▶ [About this exercise]:
Would you please copy each line of the data in which the string "caps" occurs?

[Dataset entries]
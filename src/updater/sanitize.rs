//! HTML-safe subset filter for remote plugin sections
//!
//! Keeps a fixed set of formatting tags with a fixed set of attributes per
//! tag. Script/style bodies and comments are removed, unknown tags are
//! dropped while their text content is kept, and link/image targets must be
//! http(s) URLs or relative paths.

use crate::core::strings::escape_html;
use once_cell::sync::Lazy;
use regex::{Captures, Regex};

static COMMENT_RE: Lazy<Regex> = Lazy::new(|| Regex::new(r"(?s)<!--.*?-->").unwrap());
static BLOCK_RE: Lazy<Regex> = Lazy::new(|| {
    Regex::new(r"(?is)<(script|style|iframe|object)\b[^>]*>.*?</(script|style|iframe|object)\s*>")
        .unwrap()
});
static TAG_RE: Lazy<Regex> =
    Lazy::new(|| Regex::new(r"(?s)<(/?)([a-zA-Z][a-zA-Z0-9]*)\b([^>]*?)(/?)>").unwrap());
static ATTR_RE: Lazy<Regex> = Lazy::new(|| {
    Regex::new(r#"([a-zA-Z_:][-a-zA-Z0-9_:.]*)\s*=\s*(?:"([^"]*)"|'([^']*)'|([^\s"'>]+))"#)
        .unwrap()
});

fn allowed_attributes(tag: &str) -> Option<&'static [&'static str]> {
    let attrs: &'static [&'static str] = match tag {
        "a" => &["href", "title", "target", "rel"],
        "img" => &["src", "alt", "title", "width", "height"],
        "abbr" | "acronym" => &["title"],
        "td" | "th" => &["colspan", "rowspan"],
        "ol" => &["start"],
        "b" | "blockquote" | "br" | "code" | "del" | "div" | "em" | "h1" | "h2" | "h3" | "h4"
        | "h5" | "h6" | "hr" | "i" | "li" | "p" | "pre" | "span" | "strong" | "sub" | "sup"
        | "table" | "tbody" | "thead" | "tr" | "ul" | "dl" | "dt" | "dd" => &[],
        _ => return None,
    };
    Some(attrs)
}

fn is_safe_link(value: &str) -> bool {
    let lowered = value.trim().to_ascii_lowercase();
    match lowered.split_once(':') {
        // A colon before any slash means an explicit scheme
        Some((scheme, _)) if !scheme.contains('/') => {
            matches!(scheme, "http" | "https" | "mailto")
        }
        _ => true,
    }
}

/// Filter remote HTML down to the allowed subset
pub fn sanitize_html(input: &str) -> String {
    let without_comments = COMMENT_RE.replace_all(input, "");
    let without_blocks = BLOCK_RE.replace_all(&without_comments, "");

    TAG_RE
        .replace_all(&without_blocks, |caps: &Captures| rebuild_tag(caps))
        .trim()
        .to_string()
}

fn rebuild_tag(caps: &Captures) -> String {
    let closing = !caps[1].is_empty();
    let tag = caps[2].to_ascii_lowercase();
    let Some(allowed) = allowed_attributes(&tag) else {
        return String::new();
    };

    if closing {
        return format!("</{}>", tag);
    }

    let mut rebuilt = format!("<{}", tag);
    for attr in ATTR_RE.captures_iter(&caps[3]) {
        let name = attr[1].to_ascii_lowercase();
        if !allowed.contains(&name.as_str()) {
            continue;
        }
        let value = attr
            .get(2)
            .or_else(|| attr.get(3))
            .or_else(|| attr.get(4))
            .map(|m| m.as_str())
            .unwrap_or_default();
        if matches!(name.as_str(), "href" | "src") && !is_safe_link(value) {
            continue;
        }
        rebuilt.push_str(&format!(" {}=\"{}\"", name, escape_html(value)));
    }
    if !caps[4].is_empty() {
        rebuilt.push_str(" /");
    }
    rebuilt.push('>');
    rebuilt
}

▶ [Exercise solution]:
        .replace_all(&without_blocks, |caps: &Captures| rebuild_tag(caps))
fn rebuild_tag(caps: &Captures) -> String {
    let closing = !caps[1].is_empty();
    let tag = caps[2].to_ascii_lowercase();
    for attr in ATTR_RE.captures_iter(&caps[3]) {
    if !caps[4].is_empty() {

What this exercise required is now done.